── EXCERPTED DATA ──

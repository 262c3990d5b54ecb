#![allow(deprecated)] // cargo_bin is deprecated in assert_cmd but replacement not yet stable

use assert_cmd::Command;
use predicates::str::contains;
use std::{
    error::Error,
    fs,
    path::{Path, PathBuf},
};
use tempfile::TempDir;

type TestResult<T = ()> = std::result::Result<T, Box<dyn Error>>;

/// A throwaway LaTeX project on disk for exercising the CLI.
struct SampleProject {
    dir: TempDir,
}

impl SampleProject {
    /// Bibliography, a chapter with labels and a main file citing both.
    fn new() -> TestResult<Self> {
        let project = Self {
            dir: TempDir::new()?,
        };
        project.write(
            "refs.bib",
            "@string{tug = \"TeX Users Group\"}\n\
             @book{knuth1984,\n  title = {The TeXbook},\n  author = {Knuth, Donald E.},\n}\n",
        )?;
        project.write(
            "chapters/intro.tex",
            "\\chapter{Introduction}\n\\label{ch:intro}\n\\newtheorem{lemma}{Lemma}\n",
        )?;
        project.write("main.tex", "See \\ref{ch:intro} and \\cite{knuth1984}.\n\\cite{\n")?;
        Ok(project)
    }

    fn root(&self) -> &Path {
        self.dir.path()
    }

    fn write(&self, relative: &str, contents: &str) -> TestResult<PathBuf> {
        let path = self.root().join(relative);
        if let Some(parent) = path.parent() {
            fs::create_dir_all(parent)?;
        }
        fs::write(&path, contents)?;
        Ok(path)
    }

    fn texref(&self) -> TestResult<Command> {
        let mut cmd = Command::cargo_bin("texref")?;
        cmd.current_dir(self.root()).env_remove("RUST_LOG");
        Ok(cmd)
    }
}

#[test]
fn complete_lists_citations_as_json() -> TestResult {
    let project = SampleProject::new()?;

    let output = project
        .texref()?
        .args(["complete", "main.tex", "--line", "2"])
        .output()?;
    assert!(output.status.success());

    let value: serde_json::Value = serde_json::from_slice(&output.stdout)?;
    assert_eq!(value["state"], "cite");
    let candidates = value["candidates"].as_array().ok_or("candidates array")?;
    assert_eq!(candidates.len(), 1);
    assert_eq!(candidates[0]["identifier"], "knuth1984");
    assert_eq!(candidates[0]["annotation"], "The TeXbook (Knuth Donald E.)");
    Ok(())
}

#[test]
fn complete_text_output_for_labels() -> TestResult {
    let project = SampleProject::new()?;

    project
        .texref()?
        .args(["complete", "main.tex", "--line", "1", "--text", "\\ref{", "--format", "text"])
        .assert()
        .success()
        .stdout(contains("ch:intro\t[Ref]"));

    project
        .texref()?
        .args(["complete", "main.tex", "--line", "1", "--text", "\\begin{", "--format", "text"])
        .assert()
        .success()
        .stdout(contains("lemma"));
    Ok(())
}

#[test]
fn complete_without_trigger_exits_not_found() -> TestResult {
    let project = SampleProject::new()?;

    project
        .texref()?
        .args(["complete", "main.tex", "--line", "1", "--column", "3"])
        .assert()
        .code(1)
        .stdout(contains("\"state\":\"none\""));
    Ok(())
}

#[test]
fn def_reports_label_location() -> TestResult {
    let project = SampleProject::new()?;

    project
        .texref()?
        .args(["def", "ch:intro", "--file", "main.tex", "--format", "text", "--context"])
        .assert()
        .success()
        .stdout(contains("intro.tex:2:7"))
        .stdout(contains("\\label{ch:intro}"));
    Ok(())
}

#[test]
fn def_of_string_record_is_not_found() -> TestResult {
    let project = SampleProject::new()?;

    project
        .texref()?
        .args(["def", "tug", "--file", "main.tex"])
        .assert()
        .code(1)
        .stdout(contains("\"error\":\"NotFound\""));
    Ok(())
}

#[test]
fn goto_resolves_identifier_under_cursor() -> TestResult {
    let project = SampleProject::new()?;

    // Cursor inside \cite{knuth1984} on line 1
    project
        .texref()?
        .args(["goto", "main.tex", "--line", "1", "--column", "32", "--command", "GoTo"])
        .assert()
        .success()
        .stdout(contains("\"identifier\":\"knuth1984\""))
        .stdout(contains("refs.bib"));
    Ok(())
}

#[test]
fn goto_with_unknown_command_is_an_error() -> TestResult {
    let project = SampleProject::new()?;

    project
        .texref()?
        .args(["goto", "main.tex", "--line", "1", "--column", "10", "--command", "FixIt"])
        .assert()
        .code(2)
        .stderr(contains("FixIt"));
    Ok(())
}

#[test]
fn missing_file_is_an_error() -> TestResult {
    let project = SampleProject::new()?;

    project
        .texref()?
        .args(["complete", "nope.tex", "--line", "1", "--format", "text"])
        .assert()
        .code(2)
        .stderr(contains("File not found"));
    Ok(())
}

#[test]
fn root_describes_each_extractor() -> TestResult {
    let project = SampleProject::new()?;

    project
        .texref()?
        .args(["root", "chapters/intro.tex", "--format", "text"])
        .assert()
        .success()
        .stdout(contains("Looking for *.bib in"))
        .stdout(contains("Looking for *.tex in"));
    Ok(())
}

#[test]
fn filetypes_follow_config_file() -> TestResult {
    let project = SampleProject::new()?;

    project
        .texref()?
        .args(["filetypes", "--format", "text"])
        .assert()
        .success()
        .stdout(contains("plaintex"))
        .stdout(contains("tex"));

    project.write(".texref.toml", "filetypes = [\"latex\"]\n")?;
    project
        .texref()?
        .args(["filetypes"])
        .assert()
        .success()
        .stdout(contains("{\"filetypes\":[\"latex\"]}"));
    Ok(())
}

───

Would you copy each line of the records that contains "Donald"?

RESPONSE
             @book{knuth1984,\n  title = {The TeXbook},\n  author = {Knuth, Donald E.},\n}\n",
    assert_eq!(candidates[0]["annotation"], "The TeXbook (Knuth Donald E.)");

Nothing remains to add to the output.